If a provision of the Aplus franchise agreement is deemed invalid, what happens to the remaining provisions?
Aplus Franchise · 2024 FDDAnswer from 2024 FDD Document
- 13.3. Severability. The invalidity or unenforceability of any provision of this Agreement shall not affect the validity or enforceability of any other provision of this Agreement.
Source: Item 22 — CONTRACTS (FDD page 68)
What This Means (2024 FDD)
According to Aplus's 2024 Franchise Disclosure Document, the invalidity or unenforceability of any provision within the franchise agreement does not impact the validity or enforceability of the remaining provisions. This is a standard severability clause, common in franchise agreements, designed to protect the overall contract if a single part is found to be legally flawed.

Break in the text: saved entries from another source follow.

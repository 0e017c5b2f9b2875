//! Implements the small block allocator that partitions the instances of one slab.

use slotmap::{new_key_type, SlotMap};
#[cfg(feature = "tracing")]
use tracing::warn;

use crate::{AllocatorError, AllocatorStatistic, Result};

const CURSOR_CACHE_SIZE_LOG2: u32 = 6;
const CURSOR_CACHE_SIZE: usize = 1 << CURSOR_CACHE_SIZE_LOG2;
const CURSOR_CACHE_MASK: u32 = CURSOR_CACHE_SIZE as u32 - 1;
const INITIAL_NODE_CAPACITY: usize = 128;

new_key_type! {
    struct FreeNodeKey;
}

/// A free range of instances.
#[derive(Debug, Clone, Copy)]
struct FreeNode {
    offset: u32,
    count: u32,
    next: Option<FreeNodeKey>,
    prev: Option<FreeNodeKey>,
}

impl FreeNode {
    fn new(offset: u32, count: u32) -> Self {
        Self {
            offset,
            count,
            next: None,
            prev: None,
        }
    }
}

/// Remembers the free node preceding a recently released offset.
#[derive(Debug, Clone, Copy)]
struct CursorCell {
    key: u32,
    prev: Option<FreeNodeKey>,
}

impl Default for CursorCell {
    fn default() -> Self {
        Self {
            key: u32::MAX,
            prev: None,
        }
    }
}

/// First-fit allocator over the instance range `[0, capacity)` of one slab.
///
/// Free ranges form a doubly linked list ordered by offset. Allocation resumes the scan at
/// the node it touched last, and releases find their insertion point through a small cache
/// of recently seen predecessors.
pub struct SmallBlockAllocator {
    capacity: u32,
    pool: SlotMap<FreeNodeKey, FreeNode>,
    head: Option<FreeNodeKey>,
    cursor: Option<FreeNodeKey>,
    max_free: u32,
    max_dirty: bool,
    free_count: u32,
    allocation_count: usize,
    cursor_cache: [CursorCell; CURSOR_CACHE_SIZE],
}

impl SmallBlockAllocator {
    /// Creates an allocator with all of `[0, capacity)` free.
    pub fn new(capacity: u32) -> Self {
        let mut pool = SlotMap::with_capacity_and_key(INITIAL_NODE_CAPACITY);
        let head = if capacity > 0 {
            Some(pool.insert(FreeNode::new(0, capacity)))
        } else {
            None
        };

        Self {
            capacity,
            pool,
            head,
            cursor: head,
            max_free: capacity,
            max_dirty: false,
            free_count: capacity,
            allocation_count: 0,
            cursor_cache: [CursorCell::default(); CURSOR_CACHE_SIZE],
        }
    }

    /// Number of instances managed.
    pub fn capacity(&self) -> u32 {
        self.capacity
    }

    /// Number of free instances.
    pub fn free_count(&self) -> u32 {
        self.free_count
    }

    /// Number of allocated instances.
    pub fn used_count(&self) -> u32 {
        self.capacity - self.free_count
    }

    /// True if nothing is allocated.
    pub fn is_empty(&self) -> bool {
        self.free_count == self.capacity
    }

    /// Free ranges as `(offset, count)` ordered by offset.
    pub fn free_ranges(&self) -> impl Iterator<Item = (u32, u32)> + '_ {
        let mut current = self.head;
        std::iter::from_fn(move || {
            let key = current?;
            let node = &self.pool[key];
            current = node.next;
            Some((node.offset, node.count))
        })
    }

    /// Size of the largest free range, computed by walking the list.
    pub fn largest_free_range(&self) -> u32 {
        self.free_ranges().map(|(_, count)| count).max().unwrap_or(0)
    }

    /// Allocates `count` consecutive instances and returns the offset of the first one.
    ///
    /// Returns `None` if no free range is large enough.
    #[cfg_attr(feature = "profiling", profiling::function)]
    pub fn allocate(&mut self, count: u32) -> Option<u32> {
        if count == 0 || count > self.free_count {
            return None;
        }
        if !self.max_dirty && self.max_free < count {
            return None;
        }

        let mut observed_max = 0;

        // From the cursor to the tail.
        let mut current = self.cursor;
        while let Some(id) = current {
            let node = self.pool[id];
            observed_max = observed_max.max(node.count);
            if node.count >= count {
                return Some(self.cut_from_node(id, count));
            }
            current = node.next;
        }

        // From the head up to the cursor.
        let mut current = self.head;
        while let Some(id) = current {
            if Some(id) == self.cursor {
                break;
            }
            let node = self.pool[id];
            observed_max = observed_max.max(node.count);
            if node.count >= count {
                return Some(self.cut_from_node(id, count));
            }
            current = node.next;
        }

        self.max_free = observed_max;
        self.max_dirty = false;

        None
    }

    /// Releases `count` instances starting at `offset` and merges them with adjacent free
    /// ranges.
    ///
    /// Ranges out of bounds or overlapping a free range are rejected without changing any
    /// state.
    #[cfg_attr(feature = "profiling", profiling::function)]
    pub fn deallocate(&mut self, offset: u32, count: u32) -> Result<()> {
        if count == 0 || offset as u64 + count as u64 > self.capacity as u64 {
            #[cfg(feature = "tracing")]
            warn!(
                "Rejected release of instances [{}, {}) (capacity {})",
                offset,
                offset as u64 + count as u64,
                self.capacity
            );
            return Err(AllocatorError::InvalidFree);
        }

        let was_empty = self.head.is_none();
        let key = mix32(offset);
        let cache_index = (key & CURSOR_CACHE_MASK) as usize;
        let (prev, next) = self.find_neighbours(offset, key, cache_index);

        if let Some(prev) = prev {
            let node = self.pool[prev];
            if node.offset + node.count > offset {
                #[cfg(feature = "tracing")]
                warn!(
                    "Rejected release of instances [{}, {}): overlaps the free range [{}, {})",
                    offset,
                    offset + count,
                    node.offset,
                    node.offset + node.count
                );
                return Err(overlap_error(node.offset, node.count, offset, count));
            }
        }
        if let Some(next) = next {
            let node = self.pool[next];
            if offset + count > node.offset {
                #[cfg(feature = "tracing")]
                warn!(
                    "Rejected release of instances [{}, {}): overlaps the free range [{}, {})",
                    offset,
                    offset + count,
                    node.offset,
                    node.offset + node.count
                );
                return Err(overlap_error(node.offset, node.count, offset, count));
            }
        }

        let prev_adjacent = prev
            .map(|id| self.pool[id].offset + self.pool[id].count == offset)
            .unwrap_or(false);
        let next_adjacent = next
            .map(|id| offset + count == self.pool[id].offset)
            .unwrap_or(false);

        let (touched, cached_prev) = match (prev, next) {
            (Some(prev), Some(next)) if prev_adjacent && next_adjacent => {
                let consumed = self.pool[next];
                self.pool[prev].count += count + consumed.count;
                self.pool[prev].next = consumed.next;
                if let Some(after) = consumed.next {
                    self.pool[after].prev = Some(prev);
                }
                self.pool.remove(next);
                if self.cursor == Some(next) {
                    self.cursor = Some(prev);
                }
                (prev, Some(prev))
            }
            (Some(prev), _) if prev_adjacent => {
                self.pool[prev].count += count;
                (prev, Some(prev))
            }
            (_, Some(next)) if next_adjacent => {
                self.pool[next].offset = offset;
                self.pool[next].count += count;
                (next, self.pool[next].prev)
            }
            _ => {
                let id = self.pool.insert(FreeNode {
                    offset,
                    count,
                    next,
                    prev,
                });
                match prev {
                    Some(prev) => self.pool[prev].next = Some(id),
                    None => self.head = Some(id),
                }
                if let Some(next) = next {
                    self.pool[next].prev = Some(id);
                }
                (id, prev)
            }
        };

        self.cursor_cache[cache_index] = CursorCell {
            key,
            prev: cached_prev,
        };

        if was_empty {
            self.cursor = self.head;
        }

        self.free_count += count;
        self.allocation_count = self.allocation_count.saturating_sub(1);
        self.max_dirty = true;
        self.max_free = self.max_free.max(self.pool[touched].count);

        Ok(())
    }

    fn cut_from_node(&mut self, id: FreeNodeKey, count: u32) -> u32 {
        let node = &mut self.pool[id];
        let start = node.offset;
        node.offset += count;
        node.count -= count;
        let remaining = node.count;
        let (prev, next) = (node.prev, node.next);

        self.free_count -= count;
        self.allocation_count += 1;
        self.max_dirty = true;

        if remaining == 0 {
            match prev {
                Some(prev) => self.pool[prev].next = next,
                None => self.head = next,
            }
            if let Some(next) = next {
                self.pool[next].prev = prev;
            }
            self.pool.remove(id);
            self.cursor = next;
        } else {
            self.cursor = Some(id);
        }

        start
    }

    /// Finds the free nodes directly before and after `offset`.
    fn find_neighbours(
        &self,
        offset: u32,
        key: u32,
        cache_index: usize,
    ) -> (Option<FreeNodeKey>, Option<FreeNodeKey>) {
        let mut prev = None;
        let mut current = self.head;

        let cell = self.cursor_cache[cache_index];
        if cell.key == key {
            // A removed node has a stale key. Any live node before the offset is a safe start.
            let hint = cell
                .prev
                .and_then(|hint| self.pool.get(hint).map(|node| (hint, node)))
                .filter(|(_, node)| node.offset < offset);
            if let Some((hint, node)) = hint {
                prev = Some(hint);
                current = node.next;
            }
        }

        while let Some(id) = current {
            let node = &self.pool[id];
            if node.offset >= offset {
                break;
            }
            prev = Some(id);
            current = node.next;
        }

        (prev, current)
    }
}

impl AllocatorStatistic for SmallBlockAllocator {
    fn allocation_count(&self) -> usize {
        self.allocation_count
    }

    fn free_range_count(&self) -> usize {
        self.free_ranges().count()
    }

    fn used_size(&self) -> u64 {
        self.used_count() as u64
    }

    fn free_size(&self) -> u64 {
        self.free_count as u64
    }

    fn largest_free_range(&self) -> u64 {
        SmallBlockAllocator::largest_free_range(self) as u64
    }
}

fn overlap_error(free_offset: u32, free_count: u32, offset: u32, count: u32) -> AllocatorError {
    if free_offset <= offset && offset + count <= free_offset + free_count {
        AllocatorError::DoubleFree
    } else {
        AllocatorError::OverlappingFree
    }
}

#[inline]
fn mix32(mut x: u32) -> u32 {
    x ^= x >> 16;
    x = x.wrapping_mul(0x85eb_ca6b);
    x ^= x >> 13;
    x = x.wrapping_mul(0xc2b2_ae35);
    x ^= x >> 16;
    x
}

#[cfg(test)]
mod tests {
    use super::*;

    #[test]
    fn allocation_is_first_fit_from_the_cursor() {
        let mut allocator = SmallBlockAllocator::new(100);
        assert_eq!(allocator.allocate(10), Some(0));
        assert_eq!(allocator.allocate(10), Some(10));
        allocator.deallocate(0, 10).unwrap();
        // The cursor sits on [20, 100), so the hole at the front is found after it.
        assert_eq!(allocator.allocate(10), Some(20));
        assert_eq!(allocator.allocate(71), None);
        assert_eq!(allocator.allocate(10), Some(30));
    }

    #[test]
    fn release_merges_with_both_neighbours() {
        let mut allocator = SmallBlockAllocator::new(30);
        assert_eq!(allocator.allocate(10), Some(0));
        assert_eq!(allocator.allocate(10), Some(10));
        assert_eq!(allocator.allocate(10), Some(20));
        allocator.deallocate(0, 10).unwrap();
        allocator.deallocate(20, 10).unwrap();
        allocator.deallocate(10, 10).unwrap();
        assert_eq!(allocator.free_ranges().collect::<Vec<_>>(), vec![(0, 30)]);
        assert_eq!(allocator.allocate(30), Some(0));
    }

    #[test]
    fn stale_cache_entry_falls_back_to_a_scan() {
        let mut allocator = SmallBlockAllocator::new(64);
        for i in 0..8 {
            assert_eq!(allocator.allocate(8), Some(i * 8));
        }
        allocator.deallocate(8, 8).unwrap();
        allocator.deallocate(40, 8).unwrap();
        // Consume the node the cache remembers as predecessor of 40, then free around it.
        assert_eq!(allocator.allocate(8), Some(8));
        assert_eq!(allocator.allocate(8), Some(40));
        allocator.deallocate(48, 8).unwrap();
        allocator.deallocate(40, 8).unwrap();
        assert_eq!(allocator.free_ranges().collect::<Vec<_>>(), vec![(40, 16)]);
    }

    #[test]
    fn mix32_matches_the_murmur_finalizer() {
        assert_eq!(mix32(0), 0);
        assert_ne!(mix32(1), mix32(2));
    }
}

For a prospective Aplus franchisee, this clause offers some assurance that the entire agreement will not be voided due to a problem with one particular section. It allows the franchise relationship to continue under the remaining, valid terms. However, it's important to understand which provisions are considered essential by Aplus. If a key clause related to fees, territory, or brand standards were struck down, it could significantly alter the nature of the franchise.
While the severability clause aims to maintain the agreement, franchisees should still carefully consider the implications if a specific provision is deemed invalid. It is recommended that prospective franchisees seek legal counsel to fully understand the potential impact of this clause and to assess which provisions of the Aplus franchise agreement are most critical to their business operation.